Viewed in favor of the trial court's ruling,[1] the evidence shows that at 2:00 a.m. on December 30, 2012, Brown drove his vehicle into the path of oncoming traffic and forced an unmarked police car off the road. The Athens-Clarke County police officer stopped Brown's vehicle and began a DUI investigation. As the officer questioned Brown, he observed that Brown smelled of alcohol, had slurred speech, and had bloodshot, glassy eyes. Brown admitted to recently drinking alcohol. After a second officer arrived in a patrol car to assist with the traffic stop, the first officer arrested Brown for DUI and confined him in the back of the patrol car.
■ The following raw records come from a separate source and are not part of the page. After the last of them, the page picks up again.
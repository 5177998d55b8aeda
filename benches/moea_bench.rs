//! Criterion benchmarks for u-moea.
//!
//! Uses synthetic fronts and the ZDT1 problem to measure indicator and
//! algorithm overhead independent of any domain.

use criterion::{black_box, criterion_group, criterion_main, BenchmarkId, Criterion};
use rand::rngs::StdRng;
use rand::{Rng, SeedableRng};
use u_moea::abyss::{AbyssConfig, AbyssRunner};
use u_moea::core::{Problem, Solution};
use u_moea::density::assign_crowding_distance;
use u_moea::indicators::{Front, WfgHypervolume};
use u_moea::smpso::{SmpsoConfig, SmpsoRunner};
use u_moea::Result;

// ===========================================================================
// ZDT1: f1 = x0, f2 = g·(1 − √(x0 / g))
// ===========================================================================

struct Zdt1 {
    n: usize,
}

impl Problem for Zdt1 {
    fn name(&self) -> &str {
        "ZDT1"
    }
    fn number_of_variables(&self) -> usize {
        self.n
    }
    fn number_of_objectives(&self) -> usize {
        2
    }
    fn lower_limit(&self, _i: usize) -> f64 {
        0.0
    }
    fn upper_limit(&self, _i: usize) -> f64 {
        1.0
    }
    fn evaluate(&self, s: &mut Solution) -> Result<()> {
        let f1 = s.real_value(0);
        let tail: f64 = (1..self.n).map(|i| s.real_value(i)).sum();
        let g = 1.0 + 9.0 * tail / (self.n - 1) as f64;
        s.objectives = vec![f1, g * (1.0 - (f1 / g).sqrt())];
        Ok(())
    }
}

/// Random points on the positive unit sphere: mutually non-dominated.
fn sphere_front(points: usize, objectives: usize, seed: u64) -> Vec<Vec<f64>> {
    let mut rng = StdRng::seed_from_u64(seed);
    (0..points)
        .map(|_| {
            let raw: Vec<f64> = (0..objectives).map(|_| rng.random_range(0.01..1.0)).collect();
            let norm = raw.iter().map(|v| v * v).sum::<f64>().sqrt();
            raw.into_iter().map(|v| v / norm).collect()
        })
        .collect()
}

// ===========================================================================
// Benchmarks
// ===========================================================================

fn bench_wfg_hypervolume(c: &mut Criterion) {
    let mut group = c.benchmark_group("wfg_hypervolume");
    group.sample_size(10);

    for (points, objectives) in [(100usize, 2usize), (50, 3), (30, 4)] {
        let front = Front::from_matrix(sphere_front(points, objectives, 42));
        let wfg = WfgHypervolume::new(vec![1.1; objectives]);
        group.bench_with_input(
            BenchmarkId::new(format!("m{}", objectives), points),
            &(wfg, front),
            |b, (w, f)| b.iter(|| black_box(w.compute(black_box(f)))),
        );
    }
    group.finish();
}

fn bench_crowding_distance(c: &mut Criterion) {
    let mut group = c.benchmark_group("crowding_distance");

    for &n in &[100usize, 1000] {
        let solutions: Vec<Solution> = sphere_front(n, 3, 7)
            .into_iter()
            .map(Solution::from_objectives)
            .collect();
        group.bench_with_input(BenchmarkId::from_parameter(n), &solutions, |b, s| {
            b.iter(|| {
                let mut set = s.clone();
                assign_crowding_distance(&mut set);
                black_box(set)
            })
        });
    }
    group.finish();
}

fn bench_smpso_zdt1(c: &mut Criterion) {
    let mut group = c.benchmark_group("smpso_zdt1");
    group.sample_size(10);

    for &n in &[10usize, 30] {
        let problem = Zdt1 { n };
        let config = SmpsoConfig::default()
            .with_max_iterations(20)
            .with_parallel(false)
            .with_seed(42);
        group.bench_with_input(BenchmarkId::from_parameter(n), &(problem, config), |b, (p, c)| {
            b.iter(|| black_box(SmpsoRunner::run(black_box(p), black_box(c))))
        });
    }
    group.finish();
}

fn bench_abyss_zdt1(c: &mut Criterion) {
    let mut group = c.benchmark_group("abyss_zdt1");
    group.sample_size(10);

    for &n in &[10usize, 30] {
        let problem = Zdt1 { n };
        let config = AbyssConfig::default()
            .with_max_evaluations(2_000)
            .with_parallel(false)
            .with_seed(42);
        group.bench_with_input(BenchmarkId::from_parameter(n), &(problem, config), |b, (p, c)| {
            b.iter(|| black_box(AbyssRunner::run(black_box(p), black_box(c))))
        });
    }
    group.finish();
}

criterion_group!(
    benches,
    bench_wfg_hypervolume,
    bench_crowding_distance,
    bench_smpso_zdt1,
    bench_abyss_zdt1
);
criterion_main!(benches);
The second officer sat in the front seat of the patrol car, while the arresting officer continued his investigation. Brown's cell phone, which the officer had on the front seat beside him, rang several times. Brown asked the officer to answer the phone and talk to his father, but the officer simply muted the phone each time it rang. The last time Brown's phone rang, the officer muted it and then opened the pictures application on the phone. The officer decided " to look through the phone to see if there was any evidence ... that would substantiate the stop or [show Brown] previously drinking before the stop." The officer began scrolling through the photographs stored on the phone and went through ten to twelve images. After the first couple of pictures, there was a picture of a nude adult woman, and within the next few pictures the officer saw images that appeared to be child pornography.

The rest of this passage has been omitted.